Although the endogenous cannabinoid system modulates bowel function, our understanding of the impact of recreational marijuana (MJ) use on bowel motility is limited. This study examines the effect of MJ on self-reported bowel function among a large cohort of US adults.
We identified adults (age: 20–59 years) who completed both the drug use and bowel health questionnaires in the National Health and Nutrition Examination Survey over a 6-year period from 2005 to 2010 (n = 9,645). Constipation and diarrhea were defined according to stool form (Bristol Stool Form Scale) and/or frequency criteria. Adjusted odds ratios (AORs) for likelihood of constipation or diarrhea were estimated in a multinomial logistic model according to MJ use status.

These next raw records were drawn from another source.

use std::fs;
use std::path::PathBuf;

use hupoker_engine::cards::{Card, Rank, Suit};
use hupoker_engine::errors::GameError;
use hupoker_engine::game::{GameConfig, HuGame};
use hupoker_engine::logger::{format_hand_id, ActionRecord, HandLogger, HandRecord, ShowdownInfo};
use hupoker_engine::player::{Action, DecisionContext, Player, Position, Strategy};
use hupoker_engine::round::Street;
use hupoker_engine::rules::BettingLimit;

fn tmp_path(name: &str) -> PathBuf {
    let mut p = std::env::temp_dir();
    p.push(format!("hupoker_{}_{}.jsonl", name, std::process::id()));
    p
}

fn sample_record() -> HandRecord {
    let card = |rank, suit| Card { suit, rank };
    HandRecord {
        hand_id: "20250102-000123".to_string(),
        seed: Some(42),
        hand_number: 3,
        limit: BettingLimit::FixedLimit,
        big_blind: 10,
        hero_position: Position::Button,
        hole_cards: [
            [card(Rank::Ace, Suit::Hearts), card(Rank::King, Suit::Hearts)],
            [card(Rank::Two, Suit::Clubs), card(Rank::Seven, Suit::Diamonds)],
        ],
        actions: vec![
            ActionRecord {
                position: Position::Button,
                street: Street::PreFlop,
                action: Action::Raise,
                amount: 15,
            },
            ActionRecord {
                position: Position::BigBlind,
                street: Street::PreFlop,
                action: Action::Call,
                amount: 10,
            },
        ],
        board: vec![
            card(Rank::Ace, Suit::Diamonds),
            card(Rank::Ace, Suit::Clubs),
            card(Rank::Four, Suit::Spades),
        ],
        result: Some("SB wins 40".to_string()),
        hero_reward: 20,
        ts: None,
        showdown: Some(ShowdownInfo {
            winners: vec![Position::Button],
            notes: Some("Three of a kind vs One pair".to_string()),
        }),
    }
}

#[test]
fn hand_record_serializes_and_deserializes() {
    let rec = sample_record();
    let s = serde_json::to_string(&rec).expect("serialize");
    assert!(s.contains("\"pre-flop\""));
    assert!(s.contains("\"fixed-limit\""));
    let back: HandRecord = serde_json::from_str(&s).expect("deserialize");
    assert_eq!(rec, back);
}

#[test]
fn id_format_is_date_and_sequence() {
    assert_eq!(format_hand_id("20251231", 42), "20251231-000042");
}

#[test]
fn writes_jsonl_with_timestamp() {
    let path = tmp_path("handlog");
    let mut logger = HandLogger::create(&path).expect("create logger");
    logger.write(&sample_record()).expect("write");
    logger.write(&sample_record()).expect("write");
    let text = fs::read_to_string(&path).expect("read file");
    let _ = fs::remove_file(&path);
    assert!(text.ends_with('\n'));
    assert!(!text.contains('\r'));
    let lines: Vec<&str> = text.lines().collect();
    assert_eq!(lines.len(), 2);
    let parsed: HandRecord = serde_json::from_str(lines[0]).expect("parse line");
    assert!(parsed.ts.is_some());
}

struct CheckCall;

impl Strategy for CheckCall {
    fn name(&self) -> &str {
        "check-call"
    }

    fn decide(&mut self, legal: &[Action], _ctx: &DecisionContext) -> Result<Action, GameError> {
        Ok(legal[0])
    }
}

#[test]
fn played_hand_produces_consistent_record() {
    let config = GameConfig {
        max_hands: 1,
        big_blind: 10,
        limit: BettingLimit::FixedLimit,
        seed: Some(77),
    };
    let mut game = HuGame::new(
        config,
        Player::new("hero", 100, Box::new(CheckCall)),
        Player::new("villain", 100, Box::new(CheckCall)),
    );
    let rec = game.play_hand().expect("hand");
    assert_eq!(rec.seed, Some(77));
    assert_eq!(rec.hand_number, 1);
    assert!(rec.hand_id.ends_with("-000001"));
    // check/call all the way: call, check, then two checks per street
    assert_eq!(rec.actions.len(), 8);
    assert_eq!(rec.board.len(), 5);
    assert!(rec.showdown.is_some());
    assert!(rec.result.is_some());
    assert!(matches!(rec.hero_reward, -10 | 0 | 10));
}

Overall, constipation prevalence was lower among those with recent MJ use compared with those with past/never use (7.5% vs 10.2%, P = 0.03). Recent MJ use was associated with a 30% decreased odds of constipation (crude odds ratio: 0.71 [0.56–0.98], P = 0.005), which persisted after stepwise adjustment for age and other demographic factors including sex, ethnicity, education, body mass index, and socioeconomic status (AOR: 0.64 [0.49–0.83], P = 0.001); comorbidities, substance use (alcohol, tobacco, heroin, and cocaine), constipating medications, general health condition, rigorous physical activity, and emotional disturbances (AOR: 0.68 [0.48–0.93], P = 0.016); and diet (AOR: 0.68 [0.52–0.89], P = 0.006). There was no association between recent MJ use and diarrhea.
In a nationally representative sample of community-dwelling US adults, recent MJ use was associated with decreased odds of constipation, counter to the known physiologic effects of cannabinoids on colonic motility.